Physical therapists often use elastic bands to give resistance to muscles during strength training programs. The bands come in different colors. Each color signifies the strength of the resistance starting with yellow (mild resistance) and going up from yellow to red to blue, green, and black (greatest resistance).
Recently, a physical therapist from the Department of Kinesiology at Louisiana State University took the time to review studies using elastic resistance to treat patellofemoral pain syndrome (PFPS). The goal was to look for and report on any evidence that this method of treating PFPS is effective.

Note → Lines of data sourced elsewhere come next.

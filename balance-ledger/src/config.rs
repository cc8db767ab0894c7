//! Configuration for the ledger host

use serde::{Deserialize, Serialize};
use std::path::PathBuf;

/// Ledger configuration
#[derive(Debug, Clone, Serialize, Deserialize)]
#[serde(default)]
pub struct Config {
    /// Root directory holding one sub-directory per world
    pub data_dir: PathBuf,

    /// Service name
    pub service_name: String,

    /// Service version
    pub service_version: String,

    /// World the ledger binds to at startup
    pub primary_world: String,

    /// Saved-data name; also the file stem inside the world directory
    pub data_name: String,

    /// Seconds between host flushes of dirty balances
    pub autosave_interval_secs: u64,

    /// Record Prometheus metrics for ledger operations
    pub metrics_enabled: bool,
}

impl Default for Config {
    fn default() -> Self {
        Self {
            data_dir: PathBuf::from("./data/economy"),
            service_name: "balance-ledger".to_string(),
            service_version: env!("CARGO_PKG_VERSION").to_string(),
            primary_world: "world".to_string(),
            data_name: "EconomyData".to_string(),
            autosave_interval_secs: 45,
            metrics_enabled: true,
        }
    }
}

impl Config {
    /// Load from file
    pub fn from_file(path: impl AsRef<std::path::Path>) -> crate::Result<Self> {
        let content = std::fs::read_to_string(path)?;
        let config: Config = toml::from_str(&content)
            .map_err(|e| crate::Error::Config(format!("Failed to parse config: {}", e)))?;
        config.validate()?;
        Ok(config)
    }

    /// Load from environment variables
    pub fn from_env() -> crate::Result<Self> {
        let mut config = Config::default();

        if let Ok(data_dir) = std::env::var("ECONOMY_DATA_DIR") {
            config.data_dir = PathBuf::from(data_dir);
        }

        if let Ok(world) = std::env::var("ECONOMY_PRIMARY_WORLD") {
            config.primary_world = world;
        }

        if let Ok(secs) = std::env::var("ECONOMY_AUTOSAVE_SECS") {
            config.autosave_interval_secs = secs.parse().map_err(|e| {
                crate::Error::Config(format!("Invalid ECONOMY_AUTOSAVE_SECS {:?}: {}", secs, e))
            })?;
        }

        config.validate()?;
        Ok(config)
    }

    fn validate(&self) -> crate::Result<()> {
        if self.autosave_interval_secs == 0 {
            return Err(crate::Error::Config(
                "autosave_interval_secs must be positive".to_string(),
            ));
        }
        if self.primary_world.is_empty() || self.data_name.is_empty() {
            return Err(crate::Error::Config(
                "primary_world and data_name must not be empty".to_string(),
            ));
        }
        Ok(())
    }
}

Patellofemoral pain syndrome (PFPS) affects one of every four young athletes. Pain along the front of the knee with activities like squatting, running, sitting for long periods of time, and going up and down stairs is common. The condition is so common in runners that it is often called runner's knee.
Physical therapists and sports physicians are actively seeking ways to help treat this problem. The goals of treatment are to reduce pain, decrease swelling, and restore function by improving strength and joint motion.
Elastic bands are used to strengthen hip and knee muscles that are weak or imbalanced. A strengthening program is part of the rehab program for PFPS because previous studies have shown that muscle weakness is one of the main reasons why young athletes develop this problem. Women are more likely to develop PFPS than men -- probably because of anatomic differences in alignment of the pelvis, hip, and knee.
The author searched three of the largest and best known research databases for studies evaluating the use of elastic resistance bands for PFPS. He found eight studies that met the criteria for inclusion. The studies had to be peer-reviewed. Peer-reviewed means the studies were examined carefully by others within the profession before being accepted for publication.
Patients had to be in the research study a minimum of four weeks. And, of course, elastic resistance bands had to be used in a muscle strengthening program. Seven of the studies had 20 or more patients enrolled.
Seven of the studies were considered randomized prospective. This means that patients were randomly placed in a treatment group and the study was done as the patients participated in the program. One study was retrospective in design -- that means the researchers looked back at results after the study was over.
Results did show that using elastic resistance bands improves muscle strength. But the significance of this finding for patellofemoral pain syndrome (PFPS) was lost by the fact that the studies were poorly designed. For example, there are ways to predict how many people must be in a study for the results to be meaningful. That concept is called adequate power. Only three of the seven studies were adequately powered (i.e., had enough people in the study to generate statistically significant meaning).
Phil Page, PhD, PT, ATC, CSCS, FACSM. Effectiveness of Elastic Resistance in Rehabilitation of Patients with Patellofemoral Pain Syndrome: What Is the Evidence? In Sports Health. March/April 2011. Vol. 3. No. 2. Pp. 190-194.